Data extracts |
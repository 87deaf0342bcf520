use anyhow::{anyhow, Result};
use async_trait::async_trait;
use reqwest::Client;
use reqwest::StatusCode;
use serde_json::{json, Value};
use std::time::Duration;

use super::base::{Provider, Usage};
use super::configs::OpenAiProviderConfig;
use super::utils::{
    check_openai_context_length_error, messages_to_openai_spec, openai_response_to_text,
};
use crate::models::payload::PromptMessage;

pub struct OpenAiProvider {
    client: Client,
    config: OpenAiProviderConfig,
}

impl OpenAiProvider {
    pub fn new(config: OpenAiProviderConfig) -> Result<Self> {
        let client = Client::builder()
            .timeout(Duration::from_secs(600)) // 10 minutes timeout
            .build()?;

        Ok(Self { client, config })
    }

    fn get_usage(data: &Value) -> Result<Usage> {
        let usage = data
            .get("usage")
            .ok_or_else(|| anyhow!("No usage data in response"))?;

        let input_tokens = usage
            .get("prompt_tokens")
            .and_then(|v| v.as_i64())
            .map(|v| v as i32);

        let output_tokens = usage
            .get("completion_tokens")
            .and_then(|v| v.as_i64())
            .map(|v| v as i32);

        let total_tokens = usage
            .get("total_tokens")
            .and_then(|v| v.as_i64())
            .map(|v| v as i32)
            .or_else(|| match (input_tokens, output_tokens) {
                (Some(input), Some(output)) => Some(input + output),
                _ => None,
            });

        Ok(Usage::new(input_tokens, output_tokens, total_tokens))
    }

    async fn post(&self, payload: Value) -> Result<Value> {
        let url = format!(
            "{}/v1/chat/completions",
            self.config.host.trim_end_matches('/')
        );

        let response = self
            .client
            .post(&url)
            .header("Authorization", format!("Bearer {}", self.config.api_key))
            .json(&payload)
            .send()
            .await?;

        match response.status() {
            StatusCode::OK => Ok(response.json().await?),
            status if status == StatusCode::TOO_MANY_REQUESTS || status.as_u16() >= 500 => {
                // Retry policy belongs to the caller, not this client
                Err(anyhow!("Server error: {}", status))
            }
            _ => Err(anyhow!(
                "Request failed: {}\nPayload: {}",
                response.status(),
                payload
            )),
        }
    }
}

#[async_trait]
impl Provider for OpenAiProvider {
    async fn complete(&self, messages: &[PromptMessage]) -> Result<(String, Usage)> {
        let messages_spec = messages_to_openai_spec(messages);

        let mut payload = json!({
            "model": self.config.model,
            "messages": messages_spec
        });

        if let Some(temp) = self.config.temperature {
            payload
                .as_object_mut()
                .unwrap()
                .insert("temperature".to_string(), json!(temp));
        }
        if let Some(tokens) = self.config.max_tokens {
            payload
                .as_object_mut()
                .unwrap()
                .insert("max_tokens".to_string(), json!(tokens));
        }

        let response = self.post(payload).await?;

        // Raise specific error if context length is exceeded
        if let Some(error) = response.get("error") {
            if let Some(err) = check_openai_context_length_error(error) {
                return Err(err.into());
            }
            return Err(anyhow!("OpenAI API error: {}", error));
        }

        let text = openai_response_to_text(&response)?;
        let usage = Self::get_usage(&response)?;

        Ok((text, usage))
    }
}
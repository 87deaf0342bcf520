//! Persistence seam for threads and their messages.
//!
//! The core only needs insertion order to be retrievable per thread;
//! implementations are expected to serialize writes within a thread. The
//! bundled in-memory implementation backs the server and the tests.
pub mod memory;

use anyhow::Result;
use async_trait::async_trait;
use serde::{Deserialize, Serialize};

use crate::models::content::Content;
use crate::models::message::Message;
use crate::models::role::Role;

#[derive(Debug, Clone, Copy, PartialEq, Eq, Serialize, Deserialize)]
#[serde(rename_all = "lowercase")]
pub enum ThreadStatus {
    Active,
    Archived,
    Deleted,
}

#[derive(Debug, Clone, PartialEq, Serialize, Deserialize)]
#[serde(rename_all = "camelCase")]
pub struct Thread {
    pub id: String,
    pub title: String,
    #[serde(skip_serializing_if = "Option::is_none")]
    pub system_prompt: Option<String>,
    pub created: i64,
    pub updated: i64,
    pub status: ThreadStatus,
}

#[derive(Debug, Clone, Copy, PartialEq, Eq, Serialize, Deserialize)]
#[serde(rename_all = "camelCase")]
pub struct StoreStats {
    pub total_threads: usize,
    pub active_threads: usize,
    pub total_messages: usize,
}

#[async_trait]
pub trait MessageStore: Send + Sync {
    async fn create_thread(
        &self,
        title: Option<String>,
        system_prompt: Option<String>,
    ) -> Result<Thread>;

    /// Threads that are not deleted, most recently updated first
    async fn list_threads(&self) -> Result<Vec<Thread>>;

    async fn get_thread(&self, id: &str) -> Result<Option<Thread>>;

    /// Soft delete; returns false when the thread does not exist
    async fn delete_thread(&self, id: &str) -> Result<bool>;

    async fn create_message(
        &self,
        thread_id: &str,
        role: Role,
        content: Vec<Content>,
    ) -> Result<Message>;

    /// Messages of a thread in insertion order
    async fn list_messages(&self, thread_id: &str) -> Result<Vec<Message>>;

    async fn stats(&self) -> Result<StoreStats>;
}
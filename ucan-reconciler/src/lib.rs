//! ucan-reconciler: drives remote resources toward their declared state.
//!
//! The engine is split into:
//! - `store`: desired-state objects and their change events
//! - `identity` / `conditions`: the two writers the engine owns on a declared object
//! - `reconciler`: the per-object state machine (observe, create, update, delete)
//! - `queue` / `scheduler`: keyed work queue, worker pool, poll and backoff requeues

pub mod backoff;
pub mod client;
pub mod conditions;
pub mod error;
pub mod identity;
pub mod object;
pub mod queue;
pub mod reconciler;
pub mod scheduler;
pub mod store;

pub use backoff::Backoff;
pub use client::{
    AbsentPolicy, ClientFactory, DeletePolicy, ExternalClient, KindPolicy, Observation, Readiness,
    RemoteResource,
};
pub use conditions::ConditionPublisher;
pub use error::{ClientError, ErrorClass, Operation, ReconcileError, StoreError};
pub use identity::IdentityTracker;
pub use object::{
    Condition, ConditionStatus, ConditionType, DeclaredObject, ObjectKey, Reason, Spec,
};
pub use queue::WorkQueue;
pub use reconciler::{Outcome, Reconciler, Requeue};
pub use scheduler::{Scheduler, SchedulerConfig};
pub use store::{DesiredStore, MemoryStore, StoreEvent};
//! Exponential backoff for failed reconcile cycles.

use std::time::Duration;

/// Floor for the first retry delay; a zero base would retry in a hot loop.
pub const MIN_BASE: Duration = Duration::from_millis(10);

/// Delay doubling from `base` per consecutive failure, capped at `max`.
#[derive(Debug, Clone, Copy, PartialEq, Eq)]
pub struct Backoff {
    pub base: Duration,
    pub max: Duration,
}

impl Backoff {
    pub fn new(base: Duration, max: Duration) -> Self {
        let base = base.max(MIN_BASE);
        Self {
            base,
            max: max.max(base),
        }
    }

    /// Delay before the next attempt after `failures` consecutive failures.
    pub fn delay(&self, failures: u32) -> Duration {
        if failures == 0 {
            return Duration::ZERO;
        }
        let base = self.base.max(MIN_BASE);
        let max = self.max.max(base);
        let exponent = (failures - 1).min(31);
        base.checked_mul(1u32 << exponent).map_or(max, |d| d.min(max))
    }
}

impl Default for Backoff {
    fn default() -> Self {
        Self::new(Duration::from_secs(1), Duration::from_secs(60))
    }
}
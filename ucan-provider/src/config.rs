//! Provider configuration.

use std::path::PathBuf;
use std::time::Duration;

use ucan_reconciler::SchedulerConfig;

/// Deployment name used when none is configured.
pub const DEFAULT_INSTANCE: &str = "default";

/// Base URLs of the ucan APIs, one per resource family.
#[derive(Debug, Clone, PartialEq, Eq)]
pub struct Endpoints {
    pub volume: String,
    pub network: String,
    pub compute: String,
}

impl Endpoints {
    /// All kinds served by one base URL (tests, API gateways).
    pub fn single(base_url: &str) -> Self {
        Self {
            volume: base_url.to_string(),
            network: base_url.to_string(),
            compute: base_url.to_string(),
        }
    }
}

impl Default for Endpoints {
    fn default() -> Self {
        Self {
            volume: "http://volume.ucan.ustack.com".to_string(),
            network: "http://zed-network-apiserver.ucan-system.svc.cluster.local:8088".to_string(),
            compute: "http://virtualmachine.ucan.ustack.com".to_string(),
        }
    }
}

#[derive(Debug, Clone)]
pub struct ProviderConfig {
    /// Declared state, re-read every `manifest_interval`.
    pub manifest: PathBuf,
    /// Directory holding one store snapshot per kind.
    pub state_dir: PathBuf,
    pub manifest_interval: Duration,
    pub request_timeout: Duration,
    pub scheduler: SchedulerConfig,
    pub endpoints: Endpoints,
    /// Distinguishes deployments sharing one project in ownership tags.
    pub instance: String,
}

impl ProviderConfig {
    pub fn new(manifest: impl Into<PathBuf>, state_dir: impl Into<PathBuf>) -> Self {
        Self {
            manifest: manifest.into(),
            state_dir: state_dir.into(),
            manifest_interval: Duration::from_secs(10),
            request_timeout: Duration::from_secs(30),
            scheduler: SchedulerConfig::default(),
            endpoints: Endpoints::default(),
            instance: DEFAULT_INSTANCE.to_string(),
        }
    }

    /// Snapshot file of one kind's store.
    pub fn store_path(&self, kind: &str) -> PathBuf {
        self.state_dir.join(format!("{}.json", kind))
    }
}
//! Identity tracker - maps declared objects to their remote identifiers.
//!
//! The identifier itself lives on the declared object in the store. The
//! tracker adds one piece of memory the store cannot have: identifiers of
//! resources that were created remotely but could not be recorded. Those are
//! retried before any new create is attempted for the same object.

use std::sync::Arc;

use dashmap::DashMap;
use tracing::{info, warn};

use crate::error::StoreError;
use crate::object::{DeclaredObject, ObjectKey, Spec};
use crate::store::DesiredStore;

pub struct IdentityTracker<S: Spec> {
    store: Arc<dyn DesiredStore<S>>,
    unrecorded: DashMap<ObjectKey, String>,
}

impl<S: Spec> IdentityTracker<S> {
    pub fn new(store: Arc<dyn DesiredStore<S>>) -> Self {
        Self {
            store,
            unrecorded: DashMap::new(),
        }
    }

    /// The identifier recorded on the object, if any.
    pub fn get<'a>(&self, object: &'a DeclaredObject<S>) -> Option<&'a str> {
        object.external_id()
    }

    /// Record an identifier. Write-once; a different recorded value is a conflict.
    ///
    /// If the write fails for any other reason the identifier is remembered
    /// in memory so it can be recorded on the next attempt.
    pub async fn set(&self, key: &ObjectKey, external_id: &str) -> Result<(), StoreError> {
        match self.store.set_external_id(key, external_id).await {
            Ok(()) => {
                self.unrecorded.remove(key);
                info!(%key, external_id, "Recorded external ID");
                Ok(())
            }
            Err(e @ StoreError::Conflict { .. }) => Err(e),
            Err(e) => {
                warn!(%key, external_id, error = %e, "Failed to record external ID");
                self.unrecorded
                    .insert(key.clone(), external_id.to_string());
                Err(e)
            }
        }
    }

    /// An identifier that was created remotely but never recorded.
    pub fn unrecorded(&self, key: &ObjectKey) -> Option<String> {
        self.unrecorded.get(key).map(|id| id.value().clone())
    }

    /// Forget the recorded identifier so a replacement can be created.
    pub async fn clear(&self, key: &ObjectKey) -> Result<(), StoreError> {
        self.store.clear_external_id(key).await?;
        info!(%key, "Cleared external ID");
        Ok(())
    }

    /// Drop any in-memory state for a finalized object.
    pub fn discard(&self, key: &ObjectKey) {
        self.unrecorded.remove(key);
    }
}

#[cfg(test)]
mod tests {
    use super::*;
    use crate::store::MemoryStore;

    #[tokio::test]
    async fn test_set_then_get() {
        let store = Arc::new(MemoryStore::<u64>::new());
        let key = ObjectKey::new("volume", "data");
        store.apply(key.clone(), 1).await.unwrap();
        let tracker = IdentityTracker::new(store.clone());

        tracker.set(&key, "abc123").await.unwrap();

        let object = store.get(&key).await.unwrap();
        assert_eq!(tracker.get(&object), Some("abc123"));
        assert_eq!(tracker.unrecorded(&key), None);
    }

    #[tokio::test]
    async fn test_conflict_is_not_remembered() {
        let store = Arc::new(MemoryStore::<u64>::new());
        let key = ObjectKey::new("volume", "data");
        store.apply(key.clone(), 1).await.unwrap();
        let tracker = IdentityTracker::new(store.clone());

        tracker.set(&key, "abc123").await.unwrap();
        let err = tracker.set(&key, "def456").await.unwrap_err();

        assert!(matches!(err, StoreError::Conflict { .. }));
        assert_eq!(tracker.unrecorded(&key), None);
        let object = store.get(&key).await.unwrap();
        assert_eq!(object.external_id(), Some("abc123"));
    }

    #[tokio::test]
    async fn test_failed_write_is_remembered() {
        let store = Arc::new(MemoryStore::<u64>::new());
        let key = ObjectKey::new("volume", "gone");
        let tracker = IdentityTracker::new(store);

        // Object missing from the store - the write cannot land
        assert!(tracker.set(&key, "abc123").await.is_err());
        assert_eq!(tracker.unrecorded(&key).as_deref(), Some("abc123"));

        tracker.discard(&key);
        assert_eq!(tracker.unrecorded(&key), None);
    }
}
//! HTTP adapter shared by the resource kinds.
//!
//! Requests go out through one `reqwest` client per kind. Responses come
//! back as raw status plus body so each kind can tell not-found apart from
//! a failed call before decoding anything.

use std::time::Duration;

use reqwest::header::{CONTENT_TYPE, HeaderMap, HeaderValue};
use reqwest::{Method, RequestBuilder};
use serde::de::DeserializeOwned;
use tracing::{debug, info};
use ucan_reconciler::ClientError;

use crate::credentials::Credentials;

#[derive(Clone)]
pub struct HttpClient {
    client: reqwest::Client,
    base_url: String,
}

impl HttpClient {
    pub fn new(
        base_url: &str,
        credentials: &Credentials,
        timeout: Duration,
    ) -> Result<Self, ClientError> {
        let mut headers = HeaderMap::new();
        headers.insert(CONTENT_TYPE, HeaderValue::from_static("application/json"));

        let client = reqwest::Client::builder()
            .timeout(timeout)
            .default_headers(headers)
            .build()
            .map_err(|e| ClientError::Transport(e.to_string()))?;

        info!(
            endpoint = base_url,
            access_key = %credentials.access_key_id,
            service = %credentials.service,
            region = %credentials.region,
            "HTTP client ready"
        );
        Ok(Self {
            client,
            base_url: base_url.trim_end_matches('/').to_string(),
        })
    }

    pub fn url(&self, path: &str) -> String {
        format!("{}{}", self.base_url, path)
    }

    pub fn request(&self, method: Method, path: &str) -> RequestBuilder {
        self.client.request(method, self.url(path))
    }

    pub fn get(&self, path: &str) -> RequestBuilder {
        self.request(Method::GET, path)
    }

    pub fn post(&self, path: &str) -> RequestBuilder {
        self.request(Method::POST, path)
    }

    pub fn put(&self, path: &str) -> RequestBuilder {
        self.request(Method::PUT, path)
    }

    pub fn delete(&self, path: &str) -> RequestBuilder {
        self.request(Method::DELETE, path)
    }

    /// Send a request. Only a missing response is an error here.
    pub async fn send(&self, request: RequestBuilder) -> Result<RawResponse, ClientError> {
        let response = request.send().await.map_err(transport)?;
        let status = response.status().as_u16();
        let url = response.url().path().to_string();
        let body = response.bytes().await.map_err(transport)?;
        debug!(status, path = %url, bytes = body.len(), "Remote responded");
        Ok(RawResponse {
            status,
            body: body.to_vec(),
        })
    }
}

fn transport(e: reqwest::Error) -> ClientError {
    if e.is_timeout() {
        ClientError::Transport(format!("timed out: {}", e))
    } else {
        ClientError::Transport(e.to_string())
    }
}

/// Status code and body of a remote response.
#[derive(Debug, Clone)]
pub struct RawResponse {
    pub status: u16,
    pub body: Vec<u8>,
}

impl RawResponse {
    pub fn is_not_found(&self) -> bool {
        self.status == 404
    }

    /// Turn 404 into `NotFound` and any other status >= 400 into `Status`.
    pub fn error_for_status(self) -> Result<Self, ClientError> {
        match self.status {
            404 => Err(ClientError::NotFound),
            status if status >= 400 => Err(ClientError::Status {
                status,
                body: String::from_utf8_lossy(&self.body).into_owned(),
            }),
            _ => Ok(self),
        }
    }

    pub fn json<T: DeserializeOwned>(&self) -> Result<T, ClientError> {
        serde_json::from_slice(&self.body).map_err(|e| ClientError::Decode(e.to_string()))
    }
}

Prompt | Each line of the material that has the word "credentials" belongs in the answer.

Reply to the exercise |
use crate::credentials::Credentials;
        credentials: &Credentials,
            access_key = %credentials.access_key_id,
            service = %credentials.service,
            region = %credentials.region,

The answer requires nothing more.